*Provided records*
━━━━━━━━━━━━━━━━━━━━
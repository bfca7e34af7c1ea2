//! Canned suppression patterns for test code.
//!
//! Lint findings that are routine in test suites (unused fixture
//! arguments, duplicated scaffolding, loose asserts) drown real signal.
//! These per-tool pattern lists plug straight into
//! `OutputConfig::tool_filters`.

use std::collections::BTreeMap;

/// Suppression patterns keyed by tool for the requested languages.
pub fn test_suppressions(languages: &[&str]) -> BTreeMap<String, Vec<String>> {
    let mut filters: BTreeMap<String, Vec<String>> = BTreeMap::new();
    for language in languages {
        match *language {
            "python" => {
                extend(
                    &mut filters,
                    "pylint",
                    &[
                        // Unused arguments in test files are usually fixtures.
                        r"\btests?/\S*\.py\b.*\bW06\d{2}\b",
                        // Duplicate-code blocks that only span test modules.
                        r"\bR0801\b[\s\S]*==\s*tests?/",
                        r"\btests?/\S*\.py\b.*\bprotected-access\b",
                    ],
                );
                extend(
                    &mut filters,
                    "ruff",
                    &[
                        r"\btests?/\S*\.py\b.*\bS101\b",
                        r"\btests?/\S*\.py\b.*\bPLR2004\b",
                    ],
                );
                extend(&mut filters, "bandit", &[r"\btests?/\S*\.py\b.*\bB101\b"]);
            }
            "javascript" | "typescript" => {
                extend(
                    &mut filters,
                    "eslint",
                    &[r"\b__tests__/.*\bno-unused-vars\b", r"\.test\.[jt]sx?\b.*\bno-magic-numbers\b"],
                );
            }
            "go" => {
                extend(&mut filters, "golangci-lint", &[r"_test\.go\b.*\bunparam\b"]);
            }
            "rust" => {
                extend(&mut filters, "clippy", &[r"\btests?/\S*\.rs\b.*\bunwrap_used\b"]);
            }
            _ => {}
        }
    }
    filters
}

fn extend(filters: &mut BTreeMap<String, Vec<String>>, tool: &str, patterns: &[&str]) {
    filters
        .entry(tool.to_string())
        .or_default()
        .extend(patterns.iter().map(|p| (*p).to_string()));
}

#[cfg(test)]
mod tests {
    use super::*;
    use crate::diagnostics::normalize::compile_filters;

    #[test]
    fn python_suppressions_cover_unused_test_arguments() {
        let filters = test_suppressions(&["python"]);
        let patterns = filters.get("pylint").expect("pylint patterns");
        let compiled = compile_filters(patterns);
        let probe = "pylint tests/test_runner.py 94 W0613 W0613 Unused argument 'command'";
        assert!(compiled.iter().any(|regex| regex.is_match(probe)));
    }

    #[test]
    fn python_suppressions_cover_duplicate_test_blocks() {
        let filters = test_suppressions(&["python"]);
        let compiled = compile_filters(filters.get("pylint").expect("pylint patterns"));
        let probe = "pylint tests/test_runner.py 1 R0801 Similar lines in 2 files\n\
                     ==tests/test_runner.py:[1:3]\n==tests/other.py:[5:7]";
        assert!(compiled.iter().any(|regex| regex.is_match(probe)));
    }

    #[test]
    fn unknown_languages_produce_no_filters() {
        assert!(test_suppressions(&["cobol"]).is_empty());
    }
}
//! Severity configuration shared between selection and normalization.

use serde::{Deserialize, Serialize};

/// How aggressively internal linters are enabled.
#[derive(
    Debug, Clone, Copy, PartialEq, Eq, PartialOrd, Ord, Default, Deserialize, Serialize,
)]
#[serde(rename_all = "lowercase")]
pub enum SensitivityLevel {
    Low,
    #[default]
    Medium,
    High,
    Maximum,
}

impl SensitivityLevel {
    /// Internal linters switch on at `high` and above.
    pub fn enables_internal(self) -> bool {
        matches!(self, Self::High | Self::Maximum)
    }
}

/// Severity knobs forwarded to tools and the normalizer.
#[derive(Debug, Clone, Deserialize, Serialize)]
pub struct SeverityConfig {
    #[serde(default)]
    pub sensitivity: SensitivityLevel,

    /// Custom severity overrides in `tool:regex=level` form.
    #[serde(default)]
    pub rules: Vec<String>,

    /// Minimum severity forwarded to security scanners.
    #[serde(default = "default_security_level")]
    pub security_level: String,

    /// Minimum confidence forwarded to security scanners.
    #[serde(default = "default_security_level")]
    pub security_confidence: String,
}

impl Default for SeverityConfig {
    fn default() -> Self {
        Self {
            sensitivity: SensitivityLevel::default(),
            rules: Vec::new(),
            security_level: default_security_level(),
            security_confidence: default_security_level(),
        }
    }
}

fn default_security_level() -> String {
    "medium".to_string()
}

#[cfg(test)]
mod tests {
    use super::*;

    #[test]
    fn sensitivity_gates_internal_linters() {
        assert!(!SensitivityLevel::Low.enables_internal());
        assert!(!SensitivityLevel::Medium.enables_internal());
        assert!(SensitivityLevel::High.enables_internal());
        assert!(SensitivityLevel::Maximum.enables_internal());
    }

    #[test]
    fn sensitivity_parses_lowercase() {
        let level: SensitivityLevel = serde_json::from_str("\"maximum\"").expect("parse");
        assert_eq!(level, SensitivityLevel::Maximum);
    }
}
━━━━━━━━━━━━━━━━━━━━
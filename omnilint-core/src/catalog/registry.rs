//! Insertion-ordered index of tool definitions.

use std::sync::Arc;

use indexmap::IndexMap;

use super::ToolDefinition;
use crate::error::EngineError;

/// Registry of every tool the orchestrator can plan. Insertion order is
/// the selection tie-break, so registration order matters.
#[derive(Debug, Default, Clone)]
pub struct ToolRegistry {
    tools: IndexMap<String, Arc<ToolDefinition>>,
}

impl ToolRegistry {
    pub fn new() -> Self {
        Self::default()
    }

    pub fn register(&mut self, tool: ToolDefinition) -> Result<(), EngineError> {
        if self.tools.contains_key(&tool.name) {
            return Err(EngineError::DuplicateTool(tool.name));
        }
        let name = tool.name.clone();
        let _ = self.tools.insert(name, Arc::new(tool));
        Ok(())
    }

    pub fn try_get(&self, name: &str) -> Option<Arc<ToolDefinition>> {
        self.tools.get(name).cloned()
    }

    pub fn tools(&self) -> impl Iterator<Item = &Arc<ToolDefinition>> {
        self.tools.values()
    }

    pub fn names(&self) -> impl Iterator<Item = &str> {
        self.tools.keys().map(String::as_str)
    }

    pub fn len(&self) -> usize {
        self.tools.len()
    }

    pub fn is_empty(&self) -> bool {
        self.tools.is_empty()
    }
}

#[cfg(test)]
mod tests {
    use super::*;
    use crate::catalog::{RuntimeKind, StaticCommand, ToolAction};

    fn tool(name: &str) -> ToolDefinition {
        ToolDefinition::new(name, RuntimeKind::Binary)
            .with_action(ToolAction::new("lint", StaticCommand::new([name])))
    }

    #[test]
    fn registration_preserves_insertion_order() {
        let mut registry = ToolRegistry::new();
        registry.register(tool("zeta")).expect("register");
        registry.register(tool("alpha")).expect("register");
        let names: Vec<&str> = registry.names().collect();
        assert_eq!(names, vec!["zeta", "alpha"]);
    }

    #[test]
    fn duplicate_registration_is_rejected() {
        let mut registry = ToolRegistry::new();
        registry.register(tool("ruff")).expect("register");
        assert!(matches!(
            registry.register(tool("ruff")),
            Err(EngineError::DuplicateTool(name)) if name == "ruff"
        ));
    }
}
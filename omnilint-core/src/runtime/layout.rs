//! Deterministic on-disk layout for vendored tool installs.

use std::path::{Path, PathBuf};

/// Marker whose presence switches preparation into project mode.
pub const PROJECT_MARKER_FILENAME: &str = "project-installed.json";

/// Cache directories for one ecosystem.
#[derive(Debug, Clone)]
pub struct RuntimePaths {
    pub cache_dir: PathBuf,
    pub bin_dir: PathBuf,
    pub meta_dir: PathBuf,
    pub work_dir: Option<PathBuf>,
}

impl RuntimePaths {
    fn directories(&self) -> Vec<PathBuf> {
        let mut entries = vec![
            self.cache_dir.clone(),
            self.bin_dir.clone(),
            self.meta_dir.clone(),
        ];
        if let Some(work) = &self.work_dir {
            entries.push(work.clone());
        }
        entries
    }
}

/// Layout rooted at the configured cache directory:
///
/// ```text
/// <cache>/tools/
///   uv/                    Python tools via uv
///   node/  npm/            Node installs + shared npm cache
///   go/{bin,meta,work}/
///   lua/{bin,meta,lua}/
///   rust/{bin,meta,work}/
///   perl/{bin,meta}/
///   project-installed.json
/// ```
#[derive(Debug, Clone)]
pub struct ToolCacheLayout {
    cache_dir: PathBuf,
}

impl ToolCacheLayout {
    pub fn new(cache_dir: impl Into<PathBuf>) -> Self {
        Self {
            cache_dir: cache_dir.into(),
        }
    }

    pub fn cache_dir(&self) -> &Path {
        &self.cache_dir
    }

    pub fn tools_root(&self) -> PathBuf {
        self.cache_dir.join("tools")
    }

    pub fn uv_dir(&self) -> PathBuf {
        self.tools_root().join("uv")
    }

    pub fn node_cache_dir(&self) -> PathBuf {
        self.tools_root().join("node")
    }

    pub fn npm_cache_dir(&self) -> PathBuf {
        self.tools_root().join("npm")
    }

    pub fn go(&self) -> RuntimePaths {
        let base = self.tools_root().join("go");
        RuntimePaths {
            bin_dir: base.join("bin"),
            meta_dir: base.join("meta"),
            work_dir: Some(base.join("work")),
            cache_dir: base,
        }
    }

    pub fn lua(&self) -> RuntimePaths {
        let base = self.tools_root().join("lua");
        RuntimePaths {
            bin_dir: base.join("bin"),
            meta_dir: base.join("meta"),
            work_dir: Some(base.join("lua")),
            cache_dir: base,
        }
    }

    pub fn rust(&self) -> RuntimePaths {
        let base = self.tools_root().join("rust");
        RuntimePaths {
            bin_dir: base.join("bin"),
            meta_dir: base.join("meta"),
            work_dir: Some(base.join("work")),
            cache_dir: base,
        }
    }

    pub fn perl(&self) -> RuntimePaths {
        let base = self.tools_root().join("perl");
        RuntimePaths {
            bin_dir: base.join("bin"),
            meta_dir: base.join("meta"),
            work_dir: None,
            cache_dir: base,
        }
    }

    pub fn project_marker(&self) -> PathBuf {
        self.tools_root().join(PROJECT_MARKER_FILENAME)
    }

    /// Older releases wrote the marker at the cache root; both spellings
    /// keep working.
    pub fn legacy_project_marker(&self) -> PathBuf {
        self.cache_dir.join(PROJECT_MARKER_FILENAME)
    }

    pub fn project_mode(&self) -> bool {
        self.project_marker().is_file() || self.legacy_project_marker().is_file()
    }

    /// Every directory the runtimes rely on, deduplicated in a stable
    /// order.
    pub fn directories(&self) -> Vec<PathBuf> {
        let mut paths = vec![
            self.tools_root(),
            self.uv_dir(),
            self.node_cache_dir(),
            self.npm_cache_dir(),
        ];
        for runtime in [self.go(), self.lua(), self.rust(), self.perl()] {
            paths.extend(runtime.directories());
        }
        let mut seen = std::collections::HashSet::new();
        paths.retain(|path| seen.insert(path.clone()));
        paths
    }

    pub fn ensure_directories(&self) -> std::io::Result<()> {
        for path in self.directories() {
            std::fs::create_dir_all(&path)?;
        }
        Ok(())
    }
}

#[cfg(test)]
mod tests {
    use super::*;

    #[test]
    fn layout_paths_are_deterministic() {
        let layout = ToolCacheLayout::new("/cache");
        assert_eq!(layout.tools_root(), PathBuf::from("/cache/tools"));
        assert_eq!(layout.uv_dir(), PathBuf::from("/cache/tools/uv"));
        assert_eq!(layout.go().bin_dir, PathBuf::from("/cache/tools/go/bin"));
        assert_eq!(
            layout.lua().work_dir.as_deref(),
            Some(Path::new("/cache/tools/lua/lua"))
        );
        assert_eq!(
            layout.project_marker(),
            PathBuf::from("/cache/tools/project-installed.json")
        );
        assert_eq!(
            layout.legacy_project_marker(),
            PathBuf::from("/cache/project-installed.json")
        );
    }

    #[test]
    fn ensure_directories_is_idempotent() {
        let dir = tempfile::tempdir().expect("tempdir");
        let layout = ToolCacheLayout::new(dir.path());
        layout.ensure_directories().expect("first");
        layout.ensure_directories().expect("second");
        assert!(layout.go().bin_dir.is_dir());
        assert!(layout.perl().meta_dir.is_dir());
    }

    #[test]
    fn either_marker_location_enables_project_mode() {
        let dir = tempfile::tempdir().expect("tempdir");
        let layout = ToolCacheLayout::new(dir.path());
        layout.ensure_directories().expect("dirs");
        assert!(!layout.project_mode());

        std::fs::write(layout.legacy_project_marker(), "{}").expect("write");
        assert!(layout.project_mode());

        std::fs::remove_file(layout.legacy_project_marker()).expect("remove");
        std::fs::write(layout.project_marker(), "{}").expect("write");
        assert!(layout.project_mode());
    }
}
━━━━━━━━━━━━━━━━━━━━
*What is needed*
Using the records above, report the count of lines holding "Iterator" and nothing else.

*Solution to this task*
2